Biocatalytic Stereodivergent Construction of Axially Chiral Tri- and Tetrasubstituted Allenols via Desymmetric Hydroxylation

Axially chiral allenes serve as versatile building blocks in organic synthesis and are important motifs in natural products. While enantioselective syntheses of disubstituted allenes have been well-established, catalytic construction of trisubstituted and tetrasubstituted allenes with high enantiopurity remains a formidable challenge. In this study, we present a biocatalytic strategy for the stereodivergent synthesis of axially chiral tri- and tetrasubstituted allenols via engineered P450pyr monooxygenase-catalyzed desymmetric hydroxylation of C(sp³)–H bonds. Through structure-guided semirational mutagenesis, enantiocomplementary P450pyr variants were developed to deliver both (R)- and (S)-configured allenols in a highly regio-, chemo-, and enantioselective manner (up to 99% ee).
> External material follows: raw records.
//! # hybridmap
//!
//! A build-once, read-only map for the common case of a handful of entries.
//!
//! [`HybridMap`] stores up to [`THRESHOLD`] entries in inline, index-aligned
//! key and value arrays and answers lookups with a linear scan. When the
//! construction input holds more entries than that, the buffered entries are
//! moved into a `hashbrown` map once and every later lookup hashes. The switch
//! happens only during construction and is never undone.
//!
//! ```rust
//! use hybridmap::{HybridMap, HybridMapError};
//!
//! let small = HybridMap::new((0..3).map(|i| (i, i * 10))).unwrap();
//! assert!(small.is_array());
//! assert_eq!(small.get(&2), Ok(&20));
//! assert_eq!(small.get(&9), Err(HybridMapError::KeyNotFound(9)));
//!
//! let large = HybridMap::new((0..100).map(|i| (i, i))).unwrap();
//! assert!(large.is_hashed());
//! assert_eq!(large.try_get(&42), Some(&42));
//! ```

pub mod error;
pub mod structures;
pub mod throughput;

pub use error::HybridMapError;
pub use structures::hybrid_map::{HybridMap, IntoIter, Iter, Keys, Mode, Values, THRESHOLD};
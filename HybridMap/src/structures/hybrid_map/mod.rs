#[allow(clippy::module_inception)]
mod hybrid_map;
mod builder;
mod iter;

#[cfg(test)]
mod verification;
#[cfg(test)]
mod proptests;

pub use hybrid_map::{HybridMap, Mode, THRESHOLD};
pub use iter::{IntoIter, Iter, Keys, Values};
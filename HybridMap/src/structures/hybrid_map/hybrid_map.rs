use std::borrow::Borrow;
use std::fmt;
use std::hash::{BuildHasher, Hash};
use std::ops::Index;

use hashbrown::HashMap;
use rustc_hash::FxBuildHasher;
use smallvec::SmallVec;

use crate::error::HybridMapError;
use crate::structures::hybrid_map::builder::Builder;
use crate::structures::hybrid_map::iter::{IntoIter, Iter, Keys, Values};

/// Entries the array representation holds before construction switches to
/// a hash map.
pub const THRESHOLD: usize = 6;

/// Which representation a [`HybridMap`] settled on during construction.
#[derive(Clone, Copy, Debug, PartialEq, Eq, Hash)]
pub enum Mode {
    /// Index-aligned inline key and value buffers, searched linearly.
    Array,
    /// A hash map; entered once more than `N` pairs were supplied.
    Hashed,
}

#[derive(Clone)]
pub(crate) enum Repr<K, V, const N: usize, S> {
    Array {
        keys: SmallVec<[K; N]>,
        values: SmallVec<[V; N]>,
    },
    Hashed(HashMap<K, V, S>),
}

/// A build-once, read-only map that scans an inline array while it holds at
/// most `N` entries and delegates to a hash map beyond that.
///
/// The representation is chosen while the input is consumed and never
/// changes afterwards. In array mode `keys`, `values` and `iter` follow the
/// input order; in hashed mode their order is unspecified.
///
/// ```
/// use hybridmap::{HybridMap, Mode};
///
/// let headers = HybridMap::new([("host", "example.com"), ("accept", "*/*")]).unwrap();
/// assert_eq!(headers.mode(), Mode::Array);
/// assert_eq!(headers.get("host"), Ok(&"example.com"));
/// assert!(headers.get("cookie").is_err());
/// assert_eq!(headers.keys().copied().collect::<Vec<_>>(), ["host", "accept"]);
/// ```
#[derive(Clone)]
pub struct HybridMap<K, V, const N: usize = THRESHOLD, S = FxBuildHasher> {
    repr: Repr<K, V, N, S>,
}

impl<K, V> HybridMap<K, V, THRESHOLD, FxBuildHasher>
where
    K: Eq + Hash,
{
    /// Builds a map from `pairs`, keeping their order while in array mode.
    ///
    /// Fails with [`HybridMapError::KeyConflict`] if a key repeats.
    pub fn new<I>(pairs: I) -> Result<Self, HybridMapError<K>>
    where
        I: IntoIterator<Item = (K, V)>,
    {
        Self::with_hasher(pairs, FxBuildHasher::default())
    }
}

impl<K, V, const N: usize, S> HybridMap<K, V, N, S>
where
    K: Eq + Hash,
    S: BuildHasher,
{
    /// Like [`HybridMap::new`], for any threshold and hasher. The hasher is
    /// only kept if the map migrates.
    pub fn with_hasher<I>(pairs: I, hasher: S) -> Result<Self, HybridMapError<K>>
    where
        I: IntoIterator<Item = (K, V)>,
    {
        let pairs = pairs.into_iter();
        let mut builder = Builder::new(hasher, pairs.size_hint().0);
        for (key, value) in pairs {
            builder.push(key, value)?;
        }
        Ok(builder.finish())
    }

    /// Looks up `key`, failing with [`HybridMapError::KeyNotFound`] when it
    /// is absent.
    pub fn get<Q>(&self, key: &Q) -> Result<&V, HybridMapError<Q::Owned>>
    where
        K: Borrow<Q>,
        Q: Hash + Eq + ToOwned + ?Sized,
    {
        self.try_get(key)
            .ok_or_else(|| HybridMapError::KeyNotFound(key.to_owned()))
    }

    /// Non-failing lookup; `None` when `key` is absent.
    #[inline]
    pub fn try_get<Q>(&self, key: &Q) -> Option<&V>
    where
        K: Borrow<Q>,
        Q: Hash + Eq + ?Sized,
    {
        match &self.repr {
            Repr::Array { keys, values } => position(keys, key).map(|i| &values[i]),
            Repr::Hashed(map) => map.get(key),
        }
    }

    pub fn get_key_value<Q>(&self, key: &Q) -> Option<(&K, &V)>
    where
        K: Borrow<Q>,
        Q: Hash + Eq + ?Sized,
    {
        match &self.repr {
            Repr::Array { keys, values } => position(keys, key).map(|i| (&keys[i], &values[i])),
            Repr::Hashed(map) => map.get_key_value(key),
        }
    }

    #[inline]
    pub fn contains_key<Q>(&self, key: &Q) -> bool
    where
        K: Borrow<Q>,
        Q: Hash + Eq + ?Sized,
    {
        match &self.repr {
            Repr::Array { keys, .. } => position(keys, key).is_some(),
            Repr::Hashed(map) => map.contains_key(key),
        }
    }
}

impl<K, V, const N: usize, S> HybridMap<K, V, N, S> {
    pub(crate) fn from_repr(repr: Repr<K, V, N, S>) -> Self {
        Self { repr }
    }

    pub fn len(&self) -> usize {
        match &self.repr {
            Repr::Array { keys, .. } => keys.len(),
            Repr::Hashed(map) => map.len(),
        }
    }

    pub fn is_empty(&self) -> bool {
        self.len() == 0
    }

    pub fn mode(&self) -> Mode {
        match self.repr {
            Repr::Array { .. } => Mode::Array,
            Repr::Hashed(_) => Mode::Hashed,
        }
    }

    pub fn is_array(&self) -> bool {
        self.mode() == Mode::Array
    }

    pub fn is_hashed(&self) -> bool {
        self.mode() == Mode::Hashed
    }

    /// The hasher of the backing hash map. Array mode never hashes, so this
    /// is `None` there.
    pub fn hasher(&self) -> Option<&S> {
        match &self.repr {
            Repr::Array { .. } => None,
            Repr::Hashed(map) => Some(map.hasher()),
        }
    }

    pub fn keys(&self) -> Keys<'_, K, V> {
        match &self.repr {
            Repr::Array { keys, .. } => Keys::array(keys),
            Repr::Hashed(map) => Keys::hashed(map.keys()),
        }
    }

    pub fn values(&self) -> Values<'_, K, V> {
        match &self.repr {
            Repr::Array { values, .. } => Values::array(values),
            Repr::Hashed(map) => Values::hashed(map.values()),
        }
    }

    /// Entries as `(key, value)` pairs, in the same order as `keys()` and
    /// `values()`.
    pub fn iter(&self) -> Iter<'_, K, V> {
        match &self.repr {
            Repr::Array { keys, values } => Iter::array(keys, values),
            Repr::Hashed(map) => Iter::hashed(map.iter()),
        }
    }
}

#[inline(always)]
fn position<K, Q>(keys: &[K], key: &Q) -> Option<usize>
where
    K: Borrow<Q>,
    Q: Eq + ?Sized,
{
    keys.iter().position(|k| k.borrow() == key)
}

impl<K, V, const N: usize, S> Default for HybridMap<K, V, N, S> {
    fn default() -> Self {
        Self::from_repr(Repr::Array {
            keys: SmallVec::new(),
            values: SmallVec::new(),
        })
    }
}

impl<K, V, const N: usize, S> fmt::Debug for HybridMap<K, V, N, S>
where
    K: fmt::Debug,
    V: fmt::Debug,
{
    fn fmt(&self, f: &mut fmt::Formatter<'_>) -> fmt::Result {
        f.debug_map().entries(self.iter()).finish()
    }
}

impl<K, Q, V, const N: usize, S> Index<&Q> for HybridMap<K, V, N, S>
where
    K: Eq + Hash + Borrow<Q>,
    Q: Eq + Hash + ?Sized,
    S: BuildHasher,
{
    type Output = V;

    /// # Panics
    ///
    /// Panics if the key is not present, like the std map indexers.
    fn index(&self, key: &Q) -> &V {
        self.try_get(key).expect("key not found in HybridMap")
    }
}

impl<'a, K, V, const N: usize, S> IntoIterator for &'a HybridMap<K, V, N, S> {
    type Item = (&'a K, &'a V);
    type IntoIter = Iter<'a, K, V>;

    fn into_iter(self) -> Self::IntoIter {
        self.iter()
    }
}

impl<K, V, const N: usize, S> IntoIterator for HybridMap<K, V, N, S> {
    type Item = (K, V);
    type IntoIter = IntoIter<K, V, N>;

    fn into_iter(self) -> Self::IntoIter {
        match self.repr {
            Repr::Array { keys, values } => IntoIter::array(keys, values),
            Repr::Hashed(map) => IntoIter::hashed(map.into_iter()),
        }
    }
}

impl<K, V, const N: usize, S> TryFrom<Vec<(K, V)>> for HybridMap<K, V, N, S>
where
    K: Eq + Hash,
    S: BuildHasher + Default,
{
    type Error = HybridMapError<K>;

    fn try_from(pairs: Vec<(K, V)>) -> Result<Self, Self::Error> {
        Self::with_hasher(pairs, S::default())
    }
}

impl<K, V, const N: usize, const M: usize, S> TryFrom<[(K, V); M]> for HybridMap<K, V, N, S>
where
    K: Eq + Hash,
    S: BuildHasher + Default,
{
    type Error = HybridMapError<K>;

    fn try_from(pairs: [(K, V); M]) -> Result<Self, Self::Error> {
        Self::with_hasher(pairs, S::default())
    }
}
Molecular docking studies elucidated the structural basis for the enhanced and inverted stereocontrol in the engineered mutants, correlating active-site interactions with stereochemical outcomes. This enzymatic platform represents the first example of P450-catalyzed hydroxylation for constructing axially chiral tri- and tetrasubstituted allenes that are otherwise challenging to access.